FA Trophy Final
Wembley Stadium, London
Admission: £25.00 (Combined ticket with FA Trophy Final)
Attendance: 46,781 (total combined with FA Trophy Final)
Match Rating: 2
Following the FA Vase final, and a roughly two hour break during which spectators were forced to stay inside the stadium and make the most of entertainment sporadically placed on concourses and overpriced and narrow range of refreshments on offer, the FA Trophy took place with a 4.15 kick off.
Just as there were clear favourites in the FA Vase final, so there would be in this FA Trophy game. Intriguingly, it pitched together two teams competing in the National League this season, but who will be separated by two divisions next season. Grimsby Town will return to the Football League next season after a six year absence, having won the Play-Off final last Sunday, also at Wembley Stadium. They finished the regular season in fourth place, with 22 wins and 14 draws of their 46 league games. Needing a win to ensure survival on the final day of the season, FC Halifax Town could only draw, resulting in relegation to the National League North, finishing fourth bottom, with 12 wins and 12 draws from their 46 games. In the league meetings, Grimsby won 7-0 at home in October, whilst Halifax won their home game 4-2 in February.

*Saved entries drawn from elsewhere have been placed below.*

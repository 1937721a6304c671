//! Scaling functions from model space to equation space
//!
//! Many parameters are estimated in a convenient unit (annualised percent,
//! probabilities per year) but enter the equilibrium conditions in another.
//! A [`Scaling`] names that conversion so it can be cloned, compared and
//! serialized along with the parameter.

use serde::{Deserialize, Serialize};

/// Map from a parameter's model-space value to its equation-space value
#[derive(Debug, Clone, Copy, PartialEq, Serialize, Deserialize)]
pub enum Scaling {
    /// `x`; for declaring a scaled parameter whose units need no conversion
    Identity,

    /// `x / d`
    Divide(f64),

    /// `1 + x / 100`
    OnePlusPercent,

    /// `1 / (1 + x / 100)`
    DiscountFactor,

    /// `(1 + x / 100)^(1/4)`, an annual gross rate made quarterly
    QuarterlyGross,

    /// `1 - (1 - x)^(1/4)`, an annual probability made quarterly
    QuarterlyFailure,

    /// `exp(x / 100)`, a log-percent level such as steady-state hours in
    /// models that estimate it
    ExpPercent,
}

impl Scaling {
    /// Apply the scaling to a model-space value
    ///
    /// # Examples
    ///
    /// ```
    /// use dsge_core::parameters::Scaling;
    ///
    /// assert_eq!(Scaling::Divide(100.0).apply(0.5), 0.005);
    /// assert!((Scaling::DiscountFactor.apply(0.1402) - 1.0 / 1.001402).abs() < 1e-15);
    /// ```
    pub fn apply(&self, x: f64) -> f64 {
        match *self {
            Scaling::Identity => x,
            Scaling::Divide(d) => x / d,
            Scaling::OnePlusPercent => 1.0 + x / 100.0,
            Scaling::DiscountFactor => 1.0 / (1.0 + x / 100.0),
            Scaling::QuarterlyGross => (1.0 + x / 100.0).powf(0.25),
            Scaling::QuarterlyFailure => 1.0 - (1.0 - x).powf(0.25),
            Scaling::ExpPercent => (x / 100.0).exp(),
        }
    }
}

The game was crying out for a goal to liven things up, and a quite wonderful goal did come just a couple of minutes after the break. Richard Peniket got to the byline and crossed the ball into the six yard box, the keeper got a faint touch to push it out, and a couple of Grimsby defenders couldn't properly clear the ball, and Scott McManus ran onto the ball to curly it first time from outside of the area into the top right hand corner. That certainly sparked Grimsby into life, although Halifax still looked quite comfortable, and it was not until the final few minutes that Grimsby really threatened to score. A powerful close-range header from a corner went straight into the keeper's arms, and right at the end of added on time, with the keeper up for a corner, a shot on the turn was cleared on the line. Halifax had a couple of good chances of their own in the closing minutes, but one goal was enough to send their 10,000 fans into jubilation at the final whistle. The underdogs certainly deserved their victory, which was a small consolation to savour after the bitter disappointment of relegation.
Reflecting on the day, I think combining the two finals was a success, with the total attendance being testament to that. The format probably ensures that the FA Vase final has a future at Wembley Stadium. However, it should be noted that the attendance figure was skewed by the very large Hereford support, which probably accounted for around 10,000 fans more than most other FA Vase finalists would hope to bring along. And while the format of two finals in one day is very appealing to neutral groundhoppers, fans of the participating clubs did not stick around for the other fixture of the day. It was also disappointing that spectators were not allowed to leave and re-enter the stadium during the day, meaning that they were trapped inside a stadium with not that much to do and were exposed to a high priced and narrow range of refreshments.